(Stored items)
——

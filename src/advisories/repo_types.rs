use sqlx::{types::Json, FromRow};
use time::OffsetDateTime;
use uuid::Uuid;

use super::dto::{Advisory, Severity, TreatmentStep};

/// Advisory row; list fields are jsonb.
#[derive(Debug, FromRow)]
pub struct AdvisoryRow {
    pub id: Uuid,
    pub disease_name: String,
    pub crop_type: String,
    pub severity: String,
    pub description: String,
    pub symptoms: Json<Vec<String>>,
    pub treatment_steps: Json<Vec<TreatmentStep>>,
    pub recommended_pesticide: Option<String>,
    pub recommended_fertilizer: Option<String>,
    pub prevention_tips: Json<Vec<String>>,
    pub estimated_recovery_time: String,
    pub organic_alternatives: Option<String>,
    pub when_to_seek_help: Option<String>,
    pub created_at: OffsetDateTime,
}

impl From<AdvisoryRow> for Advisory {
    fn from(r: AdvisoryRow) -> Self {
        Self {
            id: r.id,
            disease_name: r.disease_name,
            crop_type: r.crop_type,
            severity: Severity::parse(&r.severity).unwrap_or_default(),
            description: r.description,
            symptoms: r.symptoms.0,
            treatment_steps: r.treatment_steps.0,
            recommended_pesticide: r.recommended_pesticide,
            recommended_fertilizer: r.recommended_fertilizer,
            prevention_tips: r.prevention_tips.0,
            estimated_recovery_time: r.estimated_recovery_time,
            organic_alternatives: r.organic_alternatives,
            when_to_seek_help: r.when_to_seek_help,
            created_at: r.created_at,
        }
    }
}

——

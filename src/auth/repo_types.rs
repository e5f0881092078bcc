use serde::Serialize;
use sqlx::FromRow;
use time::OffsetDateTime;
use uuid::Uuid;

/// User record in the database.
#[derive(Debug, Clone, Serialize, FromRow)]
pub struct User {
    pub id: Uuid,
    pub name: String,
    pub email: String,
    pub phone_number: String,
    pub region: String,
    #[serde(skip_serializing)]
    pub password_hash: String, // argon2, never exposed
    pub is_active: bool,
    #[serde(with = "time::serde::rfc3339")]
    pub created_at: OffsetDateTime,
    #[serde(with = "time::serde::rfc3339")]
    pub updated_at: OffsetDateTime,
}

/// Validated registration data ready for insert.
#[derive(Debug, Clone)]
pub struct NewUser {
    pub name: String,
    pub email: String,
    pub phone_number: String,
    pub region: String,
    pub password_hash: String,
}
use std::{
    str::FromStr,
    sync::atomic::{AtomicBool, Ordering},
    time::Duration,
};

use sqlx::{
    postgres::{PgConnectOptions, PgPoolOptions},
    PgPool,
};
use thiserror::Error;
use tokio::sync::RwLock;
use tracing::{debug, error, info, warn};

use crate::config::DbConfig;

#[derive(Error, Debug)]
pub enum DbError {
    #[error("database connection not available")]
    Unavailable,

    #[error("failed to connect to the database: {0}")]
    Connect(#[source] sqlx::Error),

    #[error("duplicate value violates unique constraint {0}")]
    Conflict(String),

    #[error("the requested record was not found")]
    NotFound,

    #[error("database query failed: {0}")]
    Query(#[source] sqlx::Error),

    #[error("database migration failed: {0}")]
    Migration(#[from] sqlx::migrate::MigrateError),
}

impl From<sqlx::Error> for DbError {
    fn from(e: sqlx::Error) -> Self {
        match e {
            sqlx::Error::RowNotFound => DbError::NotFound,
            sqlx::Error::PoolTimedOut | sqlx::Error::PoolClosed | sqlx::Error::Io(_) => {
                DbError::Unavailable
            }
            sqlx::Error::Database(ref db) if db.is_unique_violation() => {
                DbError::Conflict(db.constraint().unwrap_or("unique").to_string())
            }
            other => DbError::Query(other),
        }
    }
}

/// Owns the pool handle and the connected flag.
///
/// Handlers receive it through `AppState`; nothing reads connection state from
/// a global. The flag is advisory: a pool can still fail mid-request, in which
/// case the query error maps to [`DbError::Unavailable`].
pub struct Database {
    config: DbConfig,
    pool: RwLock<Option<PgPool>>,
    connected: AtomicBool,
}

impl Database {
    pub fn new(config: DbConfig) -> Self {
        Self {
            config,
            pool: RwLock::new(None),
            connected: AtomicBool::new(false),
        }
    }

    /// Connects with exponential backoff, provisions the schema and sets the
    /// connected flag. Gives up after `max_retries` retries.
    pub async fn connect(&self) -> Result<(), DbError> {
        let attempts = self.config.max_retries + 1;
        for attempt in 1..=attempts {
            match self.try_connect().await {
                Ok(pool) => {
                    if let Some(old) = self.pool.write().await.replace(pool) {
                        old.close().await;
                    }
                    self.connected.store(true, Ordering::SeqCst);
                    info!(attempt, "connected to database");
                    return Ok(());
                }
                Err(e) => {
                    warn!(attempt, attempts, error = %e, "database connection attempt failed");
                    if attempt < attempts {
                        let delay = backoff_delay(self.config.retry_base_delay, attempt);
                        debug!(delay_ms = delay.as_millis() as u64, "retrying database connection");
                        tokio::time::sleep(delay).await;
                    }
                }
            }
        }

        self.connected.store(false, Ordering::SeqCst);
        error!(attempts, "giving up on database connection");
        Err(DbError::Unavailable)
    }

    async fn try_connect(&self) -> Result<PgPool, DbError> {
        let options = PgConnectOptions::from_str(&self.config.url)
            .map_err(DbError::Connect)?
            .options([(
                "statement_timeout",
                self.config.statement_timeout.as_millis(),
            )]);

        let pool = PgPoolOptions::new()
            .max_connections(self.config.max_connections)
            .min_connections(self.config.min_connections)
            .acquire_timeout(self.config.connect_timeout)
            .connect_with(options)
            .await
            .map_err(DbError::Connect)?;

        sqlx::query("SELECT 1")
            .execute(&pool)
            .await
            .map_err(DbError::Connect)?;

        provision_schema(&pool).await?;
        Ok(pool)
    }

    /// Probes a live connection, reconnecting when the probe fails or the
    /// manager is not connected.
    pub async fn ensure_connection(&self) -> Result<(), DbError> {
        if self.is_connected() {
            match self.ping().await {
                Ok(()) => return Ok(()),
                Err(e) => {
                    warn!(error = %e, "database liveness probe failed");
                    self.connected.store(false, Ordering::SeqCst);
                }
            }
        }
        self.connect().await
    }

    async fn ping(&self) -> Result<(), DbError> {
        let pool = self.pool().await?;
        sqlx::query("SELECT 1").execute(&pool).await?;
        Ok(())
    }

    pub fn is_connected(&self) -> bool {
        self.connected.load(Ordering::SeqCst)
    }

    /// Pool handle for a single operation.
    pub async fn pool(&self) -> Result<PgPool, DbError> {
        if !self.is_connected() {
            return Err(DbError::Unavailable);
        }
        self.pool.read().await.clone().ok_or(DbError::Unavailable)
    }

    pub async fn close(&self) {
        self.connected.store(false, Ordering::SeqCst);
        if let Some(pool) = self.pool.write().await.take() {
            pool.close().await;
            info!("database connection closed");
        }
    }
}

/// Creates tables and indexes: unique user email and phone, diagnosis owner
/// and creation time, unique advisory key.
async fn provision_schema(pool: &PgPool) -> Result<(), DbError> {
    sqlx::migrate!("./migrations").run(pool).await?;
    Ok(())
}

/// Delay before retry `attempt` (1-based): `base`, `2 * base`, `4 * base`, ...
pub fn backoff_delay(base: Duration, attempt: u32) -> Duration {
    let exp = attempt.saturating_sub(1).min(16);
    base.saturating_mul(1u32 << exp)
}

——

• [WORK ORDER]:
Take every line above carrying "flag" and return it.

• [WRITTEN ANSWER]:
/// Owns the pool handle and the connected flag.
/// a global. The flag is advisory: a pool can still fail mid-request, in which
    /// connected flag. Gives up after `max_retries` retries.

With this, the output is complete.